From the listing below, extract each line containing the string "CorsLayer".

*Record excerpts:*
------------
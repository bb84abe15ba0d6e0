//! HTTP activity host for the inventory reservation workflow step.
//!
//! The workflow engine drives activities through `POST /activities/{name}`;
//! operators seed and inspect stock through `/inventory/{item}`. Structured
//! logging comes from tracing and metrics are exported for Prometheus.

pub mod config;
pub mod error;
pub mod routes;

use std::sync::Arc;

use axum::Router;
use axum::routing::get;
use inventory::{ActivityRegistry, InventoryCatalog, ReservationConfig, ReserveInventoryActivity};
use metrics_exporter_prometheus::PrometheusHandle;
use state_store::StateStore;
use tower_http::cors::{Any, CorsLayer};
use tower_http::trace::TraceLayer;

/// Shared state accessible from all handlers.
pub struct AppState<S: StateStore> {
    pub registry: ActivityRegistry,
    pub catalog: InventoryCatalog<S>,
}

/// Creates the Axum application router with all routes and shared state.
pub fn create_app<S: StateStore + 'static>(
    state: Arc<AppState<S>>,
    metrics_handle: PrometheusHandle,
) -> Router {
    let metrics_router = Router::new()
        .route("/metrics", get(routes::observability::metrics))
        .with_state(metrics_handle);

    Router::new()
        .route("/health", get(routes::observability::health::<S>))
        .route("/activities", get(routes::activities::list::<S>))
        .route(
            "/activities/{name}",
            axum::routing::post(routes::activities::invoke::<S>),
        )
        .route(
            "/inventory/{item}",
            get(routes::inventory::get::<S>).put(routes::inventory::restock::<S>),
        )
        .with_state(state)
        .merge(metrics_router)
        .layer(
            CorsLayer::new()
                .allow_origin(Any)
                .allow_methods(Any)
                .allow_headers(Any),
        )
        .layer(TraceLayer::new_for_http())
}

/// Creates the application state with the reservation activity registered.
pub fn create_default_state<S: StateStore + Clone + 'static>(
    store: S,
    reservation: ReservationConfig,
) -> Arc<AppState<S>> {
    let mut registry = ActivityRegistry::new();
    registry.register(ReserveInventoryActivity::new(store.clone(), reservation));

    Arc::new(AppState {
        registry,
        catalog: InventoryCatalog::new(store),
    })
}
use async_trait::async_trait;
use sqlx::{PgConnection, PgPool, Row, postgres::PgRow};

use crate::{
    Result, StateEntry, StateStoreError, Version,
    store::{PutOptions, StateOperation, StateStore, validate_operations},
};

/// PostgreSQL-backed state store implementation.
///
/// Values live in the `state_entries` table; the `version` column is the
/// ETag. Conditional writes are single statements guarded on that column, so
/// two writers holding the same version cannot both succeed.
#[derive(Clone)]
pub struct PostgresStateStore {
    pool: PgPool,
}

impl PostgresStateStore {
    /// Creates a new PostgreSQL state store.
    pub fn new(pool: PgPool) -> Self {
        Self { pool }
    }

    /// Gets a reference to the underlying connection pool.
    pub fn pool(&self) -> &PgPool {
        &self.pool
    }

    /// Runs the database migrations.
    pub async fn run_migrations(&self) -> std::result::Result<(), sqlx::migrate::MigrateError> {
        sqlx::migrate!("../../migrations").run(&self.pool).await
    }

    fn row_to_entry(row: PgRow) -> Result<StateEntry> {
        Ok(StateEntry {
            key: row.try_get("key")?,
            value: row.try_get("value")?,
            version: Version::new(row.try_get("version")?),
            updated_at: row.try_get("updated_at")?,
        })
    }

    async fn stored_version(conn: &mut PgConnection, key: &str) -> Result<Version> {
        let version: Option<i64> =
            sqlx::query_scalar("SELECT version FROM state_entries WHERE key = $1")
                .bind(key)
                .fetch_optional(&mut *conn)
                .await?;
        Ok(version.map(Version::new).unwrap_or(Version::initial()))
    }

    async fn conflict(conn: &mut PgConnection, key: &str, expected: Version) -> StateStoreError {
        match Self::stored_version(conn, key).await {
            Ok(actual) => {
                tracing::debug!(key, %expected, %actual, "conditional write rejected");
                StateStoreError::VersionConflict {
                    key: key.to_string(),
                    expected,
                    actual,
                }
            }
            Err(e) => e,
        }
    }

    async fn upsert(
        conn: &mut PgConnection,
        key: &str,
        value: &serde_json::Value,
        options: PutOptions,
    ) -> Result<Version> {
        let written: Option<i64> = match options.expected_version {
            None => {
                sqlx::query_scalar(
                    r#"
                    INSERT INTO state_entries (key, value, version, updated_at)
                    VALUES ($1, $2, 1, NOW())
                    ON CONFLICT (key) DO UPDATE SET
                        value = EXCLUDED.value,
                        version = state_entries.version + 1,
                        updated_at = NOW()
                    RETURNING version
                    "#,
                )
                .bind(key)
                .bind(value)
                .fetch_optional(&mut *conn)
                .await?
            }
            Some(expected) if expected == Version::initial() => {
                sqlx::query_scalar(
                    r#"
                    INSERT INTO state_entries (key, value, version, updated_at)
                    VALUES ($1, $2, 1, NOW())
                    ON CONFLICT (key) DO NOTHING
                    RETURNING version
                    "#,
                )
                .bind(key)
                .bind(value)
                .fetch_optional(&mut *conn)
                .await?
            }
            Some(expected) => {
                sqlx::query_scalar(
                    r#"
                    UPDATE state_entries
                    SET value = $2, version = version + 1, updated_at = NOW()
                    WHERE key = $1 AND version = $3
                    RETURNING version
                    "#,
                )
                .bind(key)
                .bind(value)
                .bind(expected.as_i64())
                .fetch_optional(&mut *conn)
                .await?
            }
        };

        match (written, options.expected_version) {
            (Some(version), _) => Ok(Version::new(version)),
            (None, Some(expected)) => Err(Self::conflict(conn, key, expected).await),
            (None, None) => Err(StateStoreError::Unavailable(format!(
                "upsert of key '{key}' returned no row"
            ))),
        }
    }

    async fn remove(conn: &mut PgConnection, key: &str, options: PutOptions) -> Result<()> {
        match options.expected_version {
            None => {
                sqlx::query("DELETE FROM state_entries WHERE key = $1")
                    .bind(key)
                    .execute(&mut *conn)
                    .await?;
                Ok(())
            }
            Some(expected) if expected == Version::initial() => {
                let actual = Self::stored_version(conn, key).await?;
                if actual != Version::initial() {
                    return Err(StateStoreError::VersionConflict {
                        key: key.to_string(),
                        expected,
                        actual,
                    });
                }
                Ok(())
            }
            Some(expected) => {
                let result =
                    sqlx::query("DELETE FROM state_entries WHERE key = $1 AND version = $2")
                        .bind(key)
                        .bind(expected.as_i64())
                        .execute(&mut *conn)
                        .await?;
                if result.rows_affected() == 0 {
                    return Err(Self::conflict(conn, key, expected).await);
                }
                Ok(())
            }
        }
    }
}

#[async_trait]
impl StateStore for PostgresStateStore {
    async fn get(&self, key: &str) -> Result<Option<StateEntry>> {
        let row: Option<PgRow> = sqlx::query(
            r#"
            SELECT key, value, version, updated_at
            FROM state_entries
            WHERE key = $1
            "#,
        )
        .bind(key)
        .fetch_optional(&self.pool)
        .await?;

        row.map(Self::row_to_entry).transpose()
    }

    async fn put(
        &self,
        key: &str,
        value: serde_json::Value,
        options: PutOptions,
    ) -> Result<Version> {
        let mut conn = self.pool.acquire().await?;
        Self::upsert(&mut conn, key, &value, options).await
    }

    async fn delete(&self, key: &str, options: PutOptions) -> Result<()> {
        let mut conn = self.pool.acquire().await?;
        Self::remove(&mut conn, key, options).await
    }

    async fn transact(&self, operations: Vec<StateOperation>) -> Result<()> {
        validate_operations(&operations)?;

        // Dropping the transaction on an early return rolls it back
        let mut tx = self.pool.begin().await?;

        for op in &operations {
            match op {
                StateOperation::Upsert {
                    key,
                    value,
                    options,
                } => {
                    Self::upsert(&mut tx, key, value, *options).await?;
                }
                StateOperation::Delete { key, options } => {
                    Self::remove(&mut tx, key, *options).await?;
                }
            }
        }

        tx.commit().await?;
        Ok(())
    }
}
------------
*Result of the exercise:*
use tower_http::cors::{Any, CorsLayer};
            CorsLayer::new()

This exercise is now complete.